Red Herrings, and other dried Fish,—(No. 172.)

“Should be cooked in the same manner as now practised by the poor in Scotland. They soak them in water until they become pretty fresh; they are then hung up in the sun and wind, on a stick through their eyes, to dry; and then boiled or broiled. In this way they eat almost as well as if they were new caught.” See the Hon. John Cochrane’s Seaman’s Guide, 8vo. 1797, p. 34.

“Scotch haddocks should be soaked all night. You may boil or broil them; if you broil, split them in two.

“All the different sorts of dried fish, except stock fish, are salted, dried in the sun in prepared kilns, or by the smoke of wood fires, and require to be softened and freshened, in proportion to their bulk, nature, or dryness; the very dry sort, as cod, whiting, &c. should be steeped in lukewarm water, kept as near as possible to an equal degree of heat.
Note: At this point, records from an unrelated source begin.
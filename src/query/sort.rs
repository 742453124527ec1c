//! Sort column resolution.

use crate::definition::ResolvedReport;
use crate::error::{ValidationError, ValidationErrorKind};

/// A resolved `ORDER BY` column.
#[derive(Debug, Clone, PartialEq, Eq)]
pub struct SortOrder {
    pub column: String,
    pub ascending: bool,
}

impl SortOrder {
    pub fn new(column: impl Into<String>, ascending: bool) -> Self {
        Self {
            column: column.into(),
            ascending,
        }
    }

    /// The `ORDER BY` clause, including its leading space.
    pub fn clause(&self) -> String {
        format!(
            " ORDER BY {} {}",
            self.column,
            if self.ascending { "asc" } else { "desc" }
        )
    }
}

/// Pick the sort column for a request.
///
/// A requested column must name a sortable report field. Without a request
/// the variant's `defaultSort` field is used; no default means no ordering.
pub fn resolve_sort(
    report: ResolvedReport<'_>,
    requested: Option<&str>,
    ascending: bool,
) -> Result<Option<SortOrder>, ValidationError> {
    match requested.map(str::trim).filter(|c| !c.is_empty()) {
        Some(column) => report
            .variant
            .fields
            .iter()
            .find(|f| f.sortable && f.field_name() == column)
            .map(|f| Some(SortOrder::new(f.field_name(), ascending)))
            .ok_or_else(|| ValidationErrorKind::InvalidSortColumn.error(&[column])),
        None => Ok(report
            .variant
            .fields
            .iter()
            .find(|f| f.default_sort)
            .map(|f| SortOrder::new(f.field_name(), ascending))),
    }
}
The larger fish should be steeped twelve hours, the smaller about two; after which they should be taken out and hung up by the tails until they are dressed. The reason for hanging them up is, that they soften equally as in the steeping, without extracting too much of the relish, which would render them insipid. When thus prepared, the small fish, as whiting, tusks, &c. should be floured and laid on the gridiron; and when a little hardened on one side, must be turned and basted with sweet oil upon a feather; and when basted on both sides, and well heated through, taken up. A clear charcoal fire is the best for cooking them, and the fish should be kept at a good distance, to broil gradually. When they are done enough they will swell a little in the basting, and you must not let them fall again. If boiled, as the larger fish generally are, they should be kept just simmering over an equal fire, in which way half an hour will do the largest fish, and five minutes the smallest.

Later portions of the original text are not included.